The Turoni or Turones were a Gallic tribe of dwelling in the later Touraine region during the Iron Age and the Roman period.

They were among the first tribes to give support to the Gallic coalition against Rome led by Vercingetorix in 52 BC, then to the revolt of Sacrovir in 21 AD.

== Name ==
They are mentioned as Turonos and Turonis by Caesar (mid-1st c. BC), Turones by Pliny (1st c. AD), Turoni by Tacitus (early 2nd c. AD), and as Touroúpioi (Τουρούπιοι, var. τουρογιεῖς) by Ptolemy (2nd c. AD).

The etymology of Turoni is uncertain. Pierre-Yves Lambert has proposed to see an altered form of Proto-Indo-European *tauro- ('bull'), but Alexander Falileyev finds it unlikely.

A folk etymology that the Turoni were named after Turnus from the Aeneid appears in the Historia Brittonum: "[Brutus of Britain] was exiled on account of the death of Turnus, slain by Aeneas. He then went among the Gauls and built a city of the Turones, called Turnis [Tours]". Geoffrey of Monmouth later expanded this story in the Historia Regum Britanniae, where Tours was named after Brutus' nephew, also called Turnus, who had died fighting against Goffar the Pictone, king of Aquitaine.

The city of Tours, attested in the 6th c. AD as apud Toronos (in civitate Turonus in 976, Turonis in 1205, Tors in 1266), and the Touraine region, attested in 774 as Turonice civitatis (in pago Turonico in 983, vicecomes Turanie in 1195–96, Touraine in 1220), are named after the Gallic tribe.

== Geography ==

Civitas of the Turones (red) during the Roman period, compared to the modern Indre-et-Loire department (green).

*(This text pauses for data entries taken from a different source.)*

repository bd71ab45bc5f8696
use poem_openapi::{OpenApi, payload::PlainText};

use crate::presentation::http::endpoints::root::EndpointsTags;

pub struct HealthEndpoints;

#[OpenApi]
impl HealthEndpoints {
    #[oai(path = "/health", method = "get", tag = EndpointsTags::Health)]
    pub async fn health(&self) -> PlainText<&'static str> {
        PlainText("OK")
    }
}
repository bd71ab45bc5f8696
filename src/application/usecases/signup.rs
use std::sync::Arc;

use chrono::NaiveDate;
use tracing::info;
use uuid::Uuid;

use crate::domain::{errors::DomainResult, models::User, repositories::UserRepository};

pub struct SignupUseCase {
    repo: Arc<dyn UserRepository>,
}

pub struct SignupRequest {
    pub user_id: Option<Uuid>,
    pub email: String,
    pub password: String,
    pub first_name: String,
    pub last_name: String,
    pub birth_date: Option<NaiveDate>,
}

impl SignupUseCase {
    pub fn new(repo: Arc<dyn UserRepository>) -> Self {
        Self { repo }
    }

    pub async fn execute(&self, request: SignupRequest) -> DomainResult<User> {
        let user = User {
            user_id: request.user_id.unwrap_or_else(Uuid::new_v4),
            email: request.email,
            password: request.password,
            first_name: request.first_name,
            last_name: request.last_name,
            birth_date: request.birth_date,
        };
        user.validate()?;

        self.repo.insert(&user).await?;
        info!(user_id = %user.user_id, "user signed up");
        Ok(user)
    }
}

#[cfg(test)]
mod tests {
    use super::*;
    use crate::{domain::errors::DomainError, infrastructure::repositories::InMemoryUserRepository};

    fn request(email: &str) -> SignupRequest {
        SignupRequest {
            user_id: None,
            email: email.into(),
            password: "pass".into(),
            first_name: "Margaret".into(),
            last_name: "Hamilton".into(),
            birth_date: None,
        }
    }

    #[tokio::test]
    async fn signup_stores_exactly_one_user() -> Result<(), anyhow::Error> {
        let repo = Arc::new(InMemoryUserRepository::new());
        let usecase = SignupUseCase::new(repo.clone());

        let user = usecase.execute(request("margaret@example.com")).await?;

        let users = repo.list().await?;
        assert_eq!(users, vec![user]);
        Ok(())
    }

    #[tokio::test]
    async fn signup_keeps_a_provided_id() -> Result<(), anyhow::Error> {
        let usecase = SignupUseCase::new(Arc::new(InMemoryUserRepository::new()));
        let id = Uuid::new_v4();

        let user = usecase
            .execute(SignupRequest { user_id: Some(id), ..request("m@example.com") })
            .await?;
        assert_eq!(user.user_id, id);
        Ok(())
    }

    #[tokio::test]
    async fn invalid_user_is_never_written() -> Result<(), anyhow::Error> {
        let repo = Arc::new(InMemoryUserRepository::new());
        let usecase = SignupUseCase::new(repo.clone());

        let result = usecase
            .execute(SignupRequest { password: "no".into(), ..request("m@example.com") })
            .await;
        assert!(matches!(result, Err(DomainError::Validation { .. })));
        assert!(repo.list().await?.is_empty());
        Ok(())
    }

    #[tokio::test]
    async fn duplicate_email_is_rejected() -> Result<(), anyhow::Error> {
        let usecase = SignupUseCase::new(Arc::new(InMemoryUserRepository::new()));
        usecase.execute(request("same@example.com")).await?;

        let result = usecase.execute(request("same@example.com")).await;
        assert!(matches!(result, Err(DomainError::AlreadyExists(_))));
        Ok(())
    }
}
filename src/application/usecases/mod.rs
pub mod create_tweet;
pub mod delete_tweet;
pub mod delete_user;
pub mod get_tweet;
pub mod get_user;
pub mod list_tweets;
pub mod list_users;
pub mod signup;
pub mod update_tweet;
pub mod update_user;
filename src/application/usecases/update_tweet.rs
use std::sync::Arc;

use tracing::info;
use uuid::Uuid;

use crate::domain::{
    errors::DomainResult,
    models::Tweet,
    repositories::TweetRepository,
};

pub struct UpdateTweetUseCase {
    repo: Arc<dyn TweetRepository>,
}

pub struct UpdateTweetRequest {
    pub tweet_id: Uuid,
    pub content: String,
}

impl UpdateTweetUseCase {
    pub fn new(repo: Arc<dyn TweetRepository>) -> Self {
        Self { repo }
    }

    pub async fn execute(&self, request: UpdateTweetRequest) -> DomainResult<Tweet> {
        let content = request.content;
        let tweet = self
            .repo
            .modify(&request.tweet_id, &|tweet: &mut Tweet| {
                tweet.edit(content.clone());
                tweet.validate()
            })
            .await?;

        info!(tweet_id = %tweet.tweet_id, "tweet updated");
        Ok(tweet)
    }
}
//! Routes showing the framework's request and response features on a toy
//! `Person` resource. Nothing here is persisted.

use poem::Result as PoemResult;
use poem_openapi::{
    ApiResponse, OpenApi,
    param::{Cookie, Header, Path, Query},
    payload::{Form, Json},
};

use crate::{
    domain::{
        errors::DomainError,
        validation::{check_email, check_length},
    },
    presentation::http::{
        endpoints::root::EndpointsTags,
        requests::{ContactFormDto, LoginFormDto, PersonDto, PersonUpdateRequestDto, UploadImageDto},
        responses::{
            AgeCheckDto, ContactReceivedDto, GreetingDto, ImageInfoDto, LoginOutDto,
            PersonDetailDto, PersonFoundDto, PersonLocatedDto, PersonOutDto,
        },
    },
};

const KNOWN_PERSONS: [u32; 5] = [1, 2, 3, 4, 5];
const ADULT_AGE: u32 = 18;

#[derive(ApiResponse)]
pub enum CreatePersonResponse {
    #[oai(status = 201)]
    Created(Json<PersonOutDto>),
}

pub struct PlaygroundEndpoints;

#[OpenApi(prefix_path = "/playground")]
impl PlaygroundEndpoints {
    /// Say hello
    #[oai(path = "/hello", method = "get", tag = EndpointsTags::Playground)]
    pub async fn hello(&self) -> Json<GreetingDto> {
        Json(greeting())
    }

    /// Say hello (legacy route)
    ///
    /// Kept for old clients; use `/playground/hello` instead.
    #[oai(
        path = "/hello-legacy",
        method = "get",
        tag = EndpointsTags::Playground,
        deprecated,
    )]
    pub async fn hello_legacy(&self) -> Json<GreetingDto> {
        Json(greeting())
    }

    /// Create a Person
    ///
    /// The password is validated but never echoed back.
    #[oai(path = "/person/new", method = "post", tag = EndpointsTags::Playground)]
    pub async fn create_person(&self, person: Json<PersonDto>) -> CreatePersonResponse {
        CreatePersonResponse::Created(Json(person.0.into()))
    }

    /// Show a Person from query parameters
    #[oai(path = "/person/detail", method = "get", tag = EndpointsTags::Playground)]
    pub async fn person_detail(
        &self,
        #[oai(validator(min_length = 1, max_length = 50))] name: Query<Option<String>>,
        #[oai(validator(minimum(value = "1"), maximum(value = "115")))] age: Query<u8>,
    ) -> Json<PersonDetailDto> {
        Json(PersonDetailDto {
            name: name.0,
            age: age.0,
        })
    }

    /// Find a Person by id
    #[oai(
        path = "/person/detail/:person_id",
        method = "get",
        tag = EndpointsTags::Playground,
    )]
    pub async fn find_person(
        &self,
        #[oai(validator(minimum(value = "1")))] person_id: Path<u32>,
    ) -> PoemResult<Json<PersonFoundDto>> {
        let person_id = person_id.0;
        if !KNOWN_PERSONS.contains(&person_id) {
            return Err(DomainError::NotFound(format!("person {person_id}")).into());
        }

        Ok(Json(PersonFoundDto {
            person_id,
            message: "It exists!".to_string(),
        }))
    }

    /// Update a Person and their location
    #[oai(path = "/person/:person_id", method = "put", tag = EndpointsTags::Playground)]
    pub async fn update_person(
        &self,
        #[oai(validator(minimum(value = "1")))] person_id: Path<u32>,
        request: Json<PersonUpdateRequestDto>,
    ) -> Json<PersonLocatedDto> {
        let request = request.0;
        Json(PersonLocatedDto {
            person_id: person_id.0,
            person: request.person.into(),
            location: request.location,
        })
    }

    /// Login with a form
    #[oai(path = "/login", method = "post", tag = EndpointsTags::Playground)]
    pub async fn login(&self, form: Form<LoginFormDto>) -> PoemResult<Json<LoginOutDto>> {
        let form = form.0;
        check_length("username", &form.username, 1, Some(20))?;
        check_length("password", &form.password, 8, None)?;

        Ok(Json(LoginOutDto {
            username: form.username,
            message: "Login Successfully!".to_string(),
        }))
    }

    /// Contact form
    ///
    /// Echoes the `User-Agent` header and the `ads` cookie back to the caller.
    #[oai(path = "/contact", method = "post", tag = EndpointsTags::Playground)]
    pub async fn contact(
        &self,
        form: Form<ContactFormDto>,
        #[oai(name = "User-Agent")] user_agent: Header<Option<String>>,
        #[oai(name = "ads")] ads: Cookie<Option<String>>,
    ) -> PoemResult<Json<ContactReceivedDto>> {
        let form = form.0;
        check_length("first_name", &form.first_name, 1, Some(20))?;
        check_length("last_name", &form.last_name, 1, Some(20))?;
        check_email("email", &form.email)?;
        check_length("message", &form.message, 20, None)?;

        Ok(Json(ContactReceivedDto {
            email: form.email,
            user_agent: user_agent.0,
            ads: ads.0,
        }))
    }

    /// Upload an image
    #[oai(path = "/post-image", method = "post", tag = EndpointsTags::Playground)]
    pub async fn post_image(&self, upload: UploadImageDto) -> Json<ImageInfoDto> {
        let image = upload.image;
        let size_kb = (image.size() as f64 / 1024.0 * 100.0).round() / 100.0;

        Json(ImageInfoDto {
            filename: image.file_name().unwrap_or_default().to_string(),
            format: image
                .content_type()
                .unwrap_or("application/octet-stream")
                .to_string(),
            size_kb,
        })
    }

    /// Reject minors
    ///
    /// Ages below 18 are refused with `403 Forbidden`.
    #[oai(path = "/error-request/:age", method = "get", tag = EndpointsTags::Playground)]
    pub async fn error_request(&self, age: Path<u32>) -> PoemResult<Json<AgeCheckDto>> {
        let age = age.0;
        if age < ADULT_AGE {
            return Err(DomainError::Forbidden(format!(
                "must be at least {ADULT_AGE} years old, got {age}"
            ))
            .into());
        }

        Ok(Json(AgeCheckDto {
            age,
            message: "Welcome!".to_string(),
        }))
    }
}

fn greeting() -> GreetingDto {
    GreetingDto {
        greeting: "HelloWorld!".to_string(),
    }
}
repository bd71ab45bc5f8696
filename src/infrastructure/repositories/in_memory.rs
use std::sync::Arc;

use async_trait::async_trait;
use tokio::sync::RwLock;
use uuid::Uuid;

use crate::domain::{
    errors::{DomainError, DomainResult},
    models::{Tweet, User},
    repositories::{TweetEdit, TweetRepository, UserRepository},
};

#[derive(Default)]
pub struct InMemoryUserRepository {
    users: Arc<RwLock<Vec<User>>>,
}

impl InMemoryUserRepository {
    pub fn new() -> Self {
        Self::default()
    }
}

#[async_trait]
impl UserRepository for InMemoryUserRepository {
    async fn list(&self) -> DomainResult<Vec<User>> {
        Ok(self.users.read().await.clone())
    }

    async fn get(&self, id: &Uuid) -> DomainResult<Option<User>> {
        let users = self.users.read().await;
        Ok(users.iter().find(|u| u.user_id == *id).cloned())
    }

    async fn insert(&self, user: &User) -> DomainResult<()> {
        let mut users = self.users.write().await;
        if users.iter().any(|u| u.user_id == user.user_id) {
            return Err(DomainError::AlreadyExists(format!("user {}", user.user_id)));
        }
        if users.iter().any(|u| u.email.eq_ignore_ascii_case(&user.email)) {
            return Err(DomainError::AlreadyExists(format!("email {}", user.email)));
        }
        users.push(user.clone());
        Ok(())
    }

    async fn replace(&self, user: &User) -> DomainResult<()> {
        let mut users = self.users.write().await;
        if users
            .iter()
            .any(|u| u.user_id != user.user_id && u.email.eq_ignore_ascii_case(&user.email))
        {
            return Err(DomainError::AlreadyExists(format!("email {}", user.email)));
        }
        match users.iter_mut().find(|u| u.user_id == user.user_id) {
            Some(existing) => {
                *existing = user.clone();
                Ok(())
            }
            None => Err(DomainError::NotFound(format!("user {}", user.user_id))),
        }
    }

    async fn remove(&self, id: &Uuid) -> DomainResult<Option<User>> {
        let mut users = self.users.write().await;
        let index = users.iter().position(|u| u.user_id == *id);
        Ok(index.map(|i| users.remove(i)))
    }
}

#[derive(Default)]
pub struct InMemoryTweetRepository {
    tweets: Arc<RwLock<Vec<Tweet>>>,
}

impl InMemoryTweetRepository {
    pub fn new() -> Self {
        Self::default()
    }
}

#[async_trait]
impl TweetRepository for InMemoryTweetRepository {
    async fn list(&self) -> DomainResult<Vec<Tweet>> {
        Ok(self.tweets.read().await.clone())
    }

    async fn get(&self, id: &Uuid) -> DomainResult<Option<Tweet>> {
        let tweets = self.tweets.read().await;
        Ok(tweets.iter().find(|t| t.tweet_id == *id).cloned())
    }

    async fn insert(&self, tweet: &Tweet) -> DomainResult<()> {
        let mut tweets = self.tweets.write().await;
        if tweets.iter().any(|t| t.tweet_id == tweet.tweet_id) {
            return Err(DomainError::AlreadyExists(format!("tweet {}", tweet.tweet_id)));
        }
        tweets.push(tweet.clone());
        Ok(())
    }

    async fn modify(&self, id: &Uuid, edit: TweetEdit<'_>) -> DomainResult<Tweet> {
        let mut tweets = self.tweets.write().await;
        let existing = tweets
            .iter_mut()
            .find(|t| t.tweet_id == *id)
            .ok_or_else(|| DomainError::NotFound(format!("tweet {id}")))?;
        let mut edited = existing.clone();
        edit(&mut edited)?;
        *existing = edited.clone();
        Ok(edited)
    }

    async fn remove(&self, id: &Uuid) -> DomainResult<Option<Tweet>> {
        let mut tweets = self.tweets.write().await;
        let index = tweets.iter().position(|t| t.tweet_id == *id);
        Ok(index.map(|i| tweets.remove(i)))
    }
}
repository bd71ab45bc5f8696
use std::io;

use tracing_subscriber::{EnvFilter, fmt};

use crate::config::LogFormat;

const DEFAULT_FILTER: &str = "info,poem=info";

/// Installs the global tracing subscriber.
/// - Respects `RUST_LOG` if set, otherwise falls back to `info`
/// - Writes to stdout
///
/// Calling it twice is harmless; the second subscriber is simply not installed.
pub fn init_logging(format: LogFormat) {
    let env_filter =
        EnvFilter::try_from_default_env().unwrap_or_else(|_| EnvFilter::new(DEFAULT_FILTER));
    let builder = fmt()
        .with_env_filter(env_filter)
        .with_target(false)
        .with_writer(io::stdout);

    let _ = match format {
        LogFormat::Compact => builder.compact().try_init(),
        LogFormat::Json => builder.json().try_init(),
    };
}
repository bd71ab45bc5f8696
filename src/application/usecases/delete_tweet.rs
use std::sync::Arc;

use tracing::info;
use uuid::Uuid;

use crate::domain::{
    errors::{DomainError, DomainResult},
    models::Tweet,
    repositories::TweetRepository,
};

pub struct DeleteTweetUseCase {
    repo: Arc<dyn TweetRepository>,
}

impl DeleteTweetUseCase {
    pub fn new(repo: Arc<dyn TweetRepository>) -> Self {
        Self { repo }
    }

    pub async fn execute(&self, tweet_id: Uuid) -> DomainResult<Tweet> {
        let tweet = self
            .repo
            .remove(&tweet_id)
            .await?
            .ok_or_else(|| DomainError::NotFound(format!("tweet {tweet_id}")))?;

        info!(%tweet_id, "tweet deleted");
        Ok(tweet)
    }
}
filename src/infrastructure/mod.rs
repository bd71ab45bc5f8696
pub mod repositories;
pub mod storage;
//! Generator configuration.
//!
//! Raw options are a loosely-shaped JSON object (the "options bag"). They are
//! normalized by [`resolve`](crate::resolve) into the strict [`Configuration`]
//! defined here. This module also loads the bag from disk and ships the stock,
//! fully commented options file.
//!
//! ## Option Files
//!
//! | File | How it is read |
//! |------|----------------|
//! | `*.json` | The whole document is the options bag |
//! | `*.toml` | Parsed with `toml`, then converted to the same JSON value model |
//! | `package.json` | The `pwaManifest` key is the options bag |
//!
//! A `package.json` can also serve as the fallback-defaults object (see
//! [`package_fallback`]): its `name` and `description` fill in fields the
//! options bag leaves out.
//!
//! ## Minimal Options
//!
//! ```toml
//! name = "My App"
//!
//! [icons]
//! baseIcon = "src/icon.png"
//! ```
//!
//! Everything else has a default. Run `pwa-manifest gen-config` for the full
//! list with explanations.

pub use crate::fingerprint::HashMethod;
pub use crate::imaging::ResizeFit;

use crate::imaging::{AppleTouchConfig, EncodeOptions, OutputFormat, PngOptions};
use image::Rgba;
use serde_json::{Map, Value};
use std::fs;
use std::path::{Path, PathBuf};
use thiserror::Error;

/// Key under which a `package.json` carries the options bag.
pub const PACKAGE_JSON_KEY: &str = "pwaManifest";

#[derive(Error, Debug)]
pub enum ConfigError {
    #[error("IO error: {0}")]
    Io(#[from] std::io::Error),
    #[error("JSON parse error: {0}")]
    Json(#[from] serde_json::Error),
    #[error("TOML parse error: {0}")]
    Toml(#[from] toml::de::Error),
    #[error("{message}")]
    Missing { field: String, message: String },
    #[error("{message}")]
    Invalid { field: String, message: String },
}

impl ConfigError {
    pub fn missing(field: &str, message: impl Into<String>) -> Self {
        ConfigError::Missing {
            field: field.to_string(),
            message: message.into(),
        }
    }

    pub fn invalid(field: &str, message: impl Into<String>) -> Self {
        ConfigError::Invalid {
            field: field.to_string(),
            message: message.into(),
        }
    }

    /// The canonical name of the offending option, when there is one.
    pub fn field(&self) -> Option<&str> {
        match self {
            ConfigError::Missing { field, .. } | ConfigError::Invalid { field, .. } => {
                Some(field)
            }
            _ => None,
        }
    }
}

/// Secondary inputs that come from the host rather than the options bag.
#[derive(Debug, Clone, PartialEq, Eq)]
pub struct Meta {
    /// Public URL prefix every generated asset is served under.
    pub base_url: String,
    /// Directory the base icon path is resolved against.
    pub resolve_dir: PathBuf,
    /// Selects the per-environment override object, matched case-insensitively.
    pub environment: Option<String>,
}

impl Default for Meta {
    fn default() -> Self {
        Self {
            base_url: "/".to_string(),
            resolve_dir: PathBuf::from("."),
            environment: None,
        }
    }
}

/// Fully resolved, validated generator configuration.
///
/// Only [`resolve`](crate::resolve::resolve) builds one, and it either returns
/// a complete value or an error.
#[derive(Debug, Clone, PartialEq)]
pub struct Configuration {
    /// Generation is skipped entirely, with an all-empty result.
    pub disabled: bool,
    pub name: String,
    pub short_name: String,
    /// Omitted from the manifest when empty.
    pub description: String,
    pub start_url: String,
    pub scope: String,
    pub theme_color: String,
    pub base_url: String,
    /// How output filenames are fingerprinted.
    pub naming: HashMethod,
    pub icons: IconOptions,
    /// Validated well-known manifest fields followed by `include` passthroughs.
    pub extra_params: Map<String, Value>,
}

/// Encoder settings per output format, in render order.
///
/// PNG is always present and always first. Other formats follow in the order
/// they were configured; setting a format that is already present replaces
/// its options in place.
#[derive(Debug, Clone, PartialEq, Eq)]
pub struct FormatTable(Vec<EncodeOptions>);

impl FormatTable {
    /// A table holding only the built-in PNG settings.
    pub fn png_only() -> Self {
        Self(vec![EncodeOptions::defaults_for(OutputFormat::Png)])
    }

    pub fn set(&mut self, options: EncodeOptions) {
        match self.0.iter_mut().find(|o| o.format() == options.format()) {
            Some(slot) => *slot = options,
            None => self.0.push(options),
        }
    }

    pub fn get(&self, format: OutputFormat) -> Option<&EncodeOptions> {
        self.0.iter().find(|o| o.format() == format)
    }

    pub fn contains(&self, format: OutputFormat) -> bool {
        self.get(format).is_some()
    }

    pub fn len(&self) -> usize {
        self.0.len()
    }

    pub fn is_empty(&self) -> bool {
        self.0.is_empty()
    }

    pub fn iter(&self) -> impl Iterator<Item = &EncodeOptions> {
        self.0.iter()
    }

    pub fn formats(&self) -> impl Iterator<Item = OutputFormat> {
        self.0.iter().map(EncodeOptions::format)
    }
}

impl Default for FormatTable {
    fn default() -> Self {
        Self::png_only()
    }
}

/// Icon generation parameters.
#[derive(Debug, Clone, PartialEq)]
pub struct IconOptions {
    /// Absolute or `resolve_dir`-relative path of the source icon.
    pub base_icon: PathBuf,
    /// File stem of the source icon, used to name the default icons.
    pub base_icon_name: String,
    /// Ascending and unique, always containing 192 and 512.
    pub sizes: Vec<u32>,
    pub formats: FormatTable,
    pub resize: ResizeFit,
    pub apple_touch_icon_background: Rgba<u8>,
    pub apple_touch_icon_padding: u32,
    pub favicons: bool,
    pub ms_tile_color: String,
}

impl IconOptions {
    /// PNG settings shared by favicons, tiles and the Apple touch icon.
    pub fn png(&self) -> PngOptions {
        match self.formats.get(OutputFormat::Png) {
            Some(EncodeOptions::Png(png)) => *png,
            _ => PngOptions::default(),
        }
    }

    pub fn apple_touch(&self) -> AppleTouchConfig {
        AppleTouchConfig {
            padding: self.apple_touch_icon_padding,
            background: self.apple_touch_icon_background,
            fit: self.resize,
            png: self.png(),
        }
    }
}

// =============================================================================
// Option loading
// =============================================================================

/// Read an options bag from a `.json`, `.toml` or `package.json` file.
pub fn load_options(path: &Path) -> Result<Value, ConfigError> {
    let content = fs::read_to_string(path)?;
    let is_toml = path.extension().is_some_and(|ext| ext == "toml");
    let value: Value = if is_toml {
        let parsed: toml::Value = toml::from_str(&content)?;
        serde_json::to_value(parsed)?
    } else {
        serde_json::from_str(&content)?
    };

    if is_package_json(path) {
        return match value {
            Value::Object(mut package) => package.remove(PACKAGE_JSON_KEY).ok_or_else(|| {
                ConfigError::missing(
                    PACKAGE_JSON_KEY,
                    format!(
                        "No \"{PACKAGE_JSON_KEY}\" key was found in {}.",
                        path.display()
                    ),
                )
            }),
            _ => Err(ConfigError::invalid(
                PACKAGE_JSON_KEY,
                format!("{} is not a JSON object.", path.display()),
            )),
        };
    }
    Ok(value)
}

/// Extract the fallback-defaults object from a `package.json`.
///
/// Only `name` and `description` are taken; the rest of the package
/// metadata has no bearing on the manifest.
pub fn package_fallback(path: &Path) -> Result<Map<String, Value>, ConfigError> {
    let content = fs::read_to_string(path)?;
    let package: Value = serde_json::from_str(&content)?;
    let mut fallback = Map::new();
    for key in ["name", "description"] {
        if let Some(value) = package.get(key).filter(|v| v.is_string()) {
            fallback.insert(key.to_string(), value.clone());
        }
    }
    Ok(fallback)
}

fn is_package_json(path: &Path) -> bool {
    path.file_name().is_some_and(|name| name == "package.json")
}

/// Returns a fully-commented stock options file with all keys and explanations.
///
/// Used by the `gen-config` CLI command.
pub fn stock_options_toml() -> &'static str {
    r##"# PWA Manifest Options
# ====================
# Only `name` and `icons.baseIcon` are required. Everything else is optional;
# values shown below are the defaults. Most keys also accept kebab-case,
# snake_case and a few abbreviated spellings.

# Application name, shown on install prompts and splash screens.
name = "My App"

# Name used where space is limited. Defaults to `name`.
# shortName = "App"

# Manifest description. Omitted from the manifest when empty.
description = ""

# Navigation. Both default to the base URL (`--base-url`, "/" by default).
# startURL = "/"
# scope = "/"

# Browser UI color. Also the default for `backgroundColor`, the Microsoft
# tile color and the Apple touch icon background.
themeColor = "white"

# Cache-busting for generated file names: "name" (hash of the file name),
# "content" (hash of the encoded bytes) or "none".
hashMethod = "name"

# Skip generation entirely. Options are still validated.
disabled = false

# ---------------------------------------------------------------------------
# Well-known manifest fields (validated)
# ---------------------------------------------------------------------------
display = "standalone"   # standalone | minimal-ui | fullscreen | browser
# backgroundColor = "white"
# dir = "auto"           # ltr | rtl | auto
# lang = "en-US"
# orientation = "any"    # any | natural | landscape | portrait (+ -primary / -secondary)
# categories = ["productivity"]
# iarcRatingId = "e84b072d-71b3-4d3e-86ae-31a8ce4e53b7"
# preferRelatedApplications = false
# relatedApplications = [{ platform = "play", url = "https://play.google.com/store/apps/details?id=com.example.app" }]
# screenshots = [{ src = "screenshot.png", sizes = "1280x720", type = "image/png" }]
# serviceworker = { src = "/sw.js" }

# Copy any other top-level key into the manifest verbatim, unvalidated.
# include = ["share_target"]

# ---------------------------------------------------------------------------
# Per-environment overrides
# ---------------------------------------------------------------------------
# Keys here replace top-level keys when `--env production` (or BUILD_ENV) is set.
# [production]
# startURL = "/app/"

# ---------------------------------------------------------------------------
# Icon generation
# ---------------------------------------------------------------------------
[icons]
# Source image, relative to `--resolve-dir`. Should be square and at least
# 512px; SVG is not supported.
baseIcon = "icon.png"

# Square sizes for the manifest icons. 192 and 512 are always added.
sizes = [96, 152, 192, 384, 512]

# cover | contain | fill
resizeMethod = "cover"

# Also generate favicon-32x32.png and favicon-16x16.png.
genFavicons = false

# Apple touch icon (180x180): transparent padding around the artwork, then
# flattened onto this color. Defaults to `themeColor`.
appleTouchIconPadding = 12
# appleTouchIconBG = "white"

# Tile color for browserconfig.xml. Defaults to `themeColor`.
# msTileColor = "white"

# Output formats for the manifest icons. PNG is always generated; listing a
# format replaces its built-in settings.
[icons.formats.png]
compressionLevel = 9

[icons.formats.webp]
quality = 60
reductionEffort = 6
"##
}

The Turoni on the middle reaches of the Loire river. Their territory was located south of the Cenomani, east of the Andecavi and the Pictones.

The oppidum des Châtelliers at Ambacia (modern Amboise) was a major settlement that replaced the earlier principal oppidum at the end of the La Tène period. Archaeological and numismatic evidence suggests that Ambacia was the chief town of the Turones in the late Iron Age, possibly serving as their civitas capital until the Augustan period, before the foundation of Caesarodunum.

During the Roman era, their chief town became Caesarodunum (modern Tours). The settlement is first mentioned in the early 2nd century AD by Ptolemy. During the early Roman period, it held the status of a free city, and in Late Antiquity it became the capital of the province of Lugdunensis Tertia.